What the exercise asks:
For every line in the data below that contains "InitArgs", copy the line.

Provided entries:
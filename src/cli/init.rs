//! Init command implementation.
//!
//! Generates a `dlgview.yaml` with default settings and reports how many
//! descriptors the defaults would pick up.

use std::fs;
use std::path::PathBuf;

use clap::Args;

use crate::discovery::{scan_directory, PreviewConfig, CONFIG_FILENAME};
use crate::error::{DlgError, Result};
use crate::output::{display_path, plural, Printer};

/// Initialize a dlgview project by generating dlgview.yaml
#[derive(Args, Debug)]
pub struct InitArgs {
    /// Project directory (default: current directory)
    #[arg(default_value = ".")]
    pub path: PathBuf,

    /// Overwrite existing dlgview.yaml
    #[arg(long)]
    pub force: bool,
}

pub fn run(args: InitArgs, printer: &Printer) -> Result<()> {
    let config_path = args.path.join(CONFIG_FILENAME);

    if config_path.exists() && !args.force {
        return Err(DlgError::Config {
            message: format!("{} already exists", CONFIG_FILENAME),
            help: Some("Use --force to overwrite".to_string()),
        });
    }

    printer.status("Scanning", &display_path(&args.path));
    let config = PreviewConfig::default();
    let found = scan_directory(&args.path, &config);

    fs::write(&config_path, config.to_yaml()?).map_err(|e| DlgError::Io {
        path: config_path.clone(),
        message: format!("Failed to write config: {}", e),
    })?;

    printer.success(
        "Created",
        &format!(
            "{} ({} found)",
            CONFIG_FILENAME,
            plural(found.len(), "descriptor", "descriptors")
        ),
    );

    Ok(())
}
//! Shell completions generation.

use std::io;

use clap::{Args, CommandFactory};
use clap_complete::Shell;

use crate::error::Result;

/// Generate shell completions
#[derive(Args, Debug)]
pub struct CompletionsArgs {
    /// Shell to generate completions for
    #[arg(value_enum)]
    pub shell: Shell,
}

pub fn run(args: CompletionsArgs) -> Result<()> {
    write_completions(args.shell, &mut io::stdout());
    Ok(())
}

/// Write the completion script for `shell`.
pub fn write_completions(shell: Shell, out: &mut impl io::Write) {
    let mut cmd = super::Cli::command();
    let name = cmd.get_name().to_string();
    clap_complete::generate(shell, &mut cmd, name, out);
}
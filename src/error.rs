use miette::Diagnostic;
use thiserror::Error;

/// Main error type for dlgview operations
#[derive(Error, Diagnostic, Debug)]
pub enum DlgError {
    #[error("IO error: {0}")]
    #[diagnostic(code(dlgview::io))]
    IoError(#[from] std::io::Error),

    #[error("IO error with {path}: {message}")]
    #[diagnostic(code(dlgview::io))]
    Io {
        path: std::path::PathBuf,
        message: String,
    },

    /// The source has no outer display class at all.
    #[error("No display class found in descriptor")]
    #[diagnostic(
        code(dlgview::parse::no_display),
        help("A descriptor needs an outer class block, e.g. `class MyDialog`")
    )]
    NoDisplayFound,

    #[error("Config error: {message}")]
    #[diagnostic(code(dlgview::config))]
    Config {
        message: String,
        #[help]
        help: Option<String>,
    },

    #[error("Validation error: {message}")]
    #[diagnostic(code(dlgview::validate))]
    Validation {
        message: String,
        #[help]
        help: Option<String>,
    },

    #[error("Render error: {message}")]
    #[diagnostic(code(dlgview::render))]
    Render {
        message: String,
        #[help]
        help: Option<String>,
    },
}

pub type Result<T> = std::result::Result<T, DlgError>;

--

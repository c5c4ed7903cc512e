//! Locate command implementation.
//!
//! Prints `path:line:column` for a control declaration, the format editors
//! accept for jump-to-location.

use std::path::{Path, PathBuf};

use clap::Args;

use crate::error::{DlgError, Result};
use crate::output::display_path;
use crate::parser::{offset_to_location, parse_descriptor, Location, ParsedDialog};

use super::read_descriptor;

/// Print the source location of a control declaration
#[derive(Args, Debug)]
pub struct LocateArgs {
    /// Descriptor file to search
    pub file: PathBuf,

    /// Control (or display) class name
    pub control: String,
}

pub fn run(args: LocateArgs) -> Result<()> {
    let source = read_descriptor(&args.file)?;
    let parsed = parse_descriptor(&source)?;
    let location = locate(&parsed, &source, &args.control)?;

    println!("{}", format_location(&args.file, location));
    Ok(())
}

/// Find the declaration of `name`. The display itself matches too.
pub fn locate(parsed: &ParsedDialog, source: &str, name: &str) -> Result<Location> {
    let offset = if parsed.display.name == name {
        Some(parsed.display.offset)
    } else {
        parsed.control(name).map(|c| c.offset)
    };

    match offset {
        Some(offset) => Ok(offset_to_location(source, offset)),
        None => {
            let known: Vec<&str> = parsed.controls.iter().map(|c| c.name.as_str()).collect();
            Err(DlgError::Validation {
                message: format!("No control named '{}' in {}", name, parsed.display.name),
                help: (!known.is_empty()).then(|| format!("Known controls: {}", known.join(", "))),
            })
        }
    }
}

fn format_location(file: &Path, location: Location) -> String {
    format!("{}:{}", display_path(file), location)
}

...

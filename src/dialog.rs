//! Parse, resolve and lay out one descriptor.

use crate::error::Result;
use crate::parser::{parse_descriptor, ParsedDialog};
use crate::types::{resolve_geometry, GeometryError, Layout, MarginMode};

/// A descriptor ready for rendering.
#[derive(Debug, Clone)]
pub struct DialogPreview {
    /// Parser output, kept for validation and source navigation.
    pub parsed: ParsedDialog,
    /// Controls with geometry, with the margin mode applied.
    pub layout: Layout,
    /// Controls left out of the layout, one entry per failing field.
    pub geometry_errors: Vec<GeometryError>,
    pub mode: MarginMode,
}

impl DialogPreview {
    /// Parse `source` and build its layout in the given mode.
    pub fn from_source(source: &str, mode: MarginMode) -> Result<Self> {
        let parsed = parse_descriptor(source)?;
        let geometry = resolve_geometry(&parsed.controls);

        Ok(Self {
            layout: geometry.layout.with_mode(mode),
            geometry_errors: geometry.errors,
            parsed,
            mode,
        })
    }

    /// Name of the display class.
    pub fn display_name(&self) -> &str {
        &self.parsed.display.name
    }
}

Solution for this exercise:
pub struct InitArgs {
pub fn run(args: InitArgs, printer: &Printer) -> Result<()> {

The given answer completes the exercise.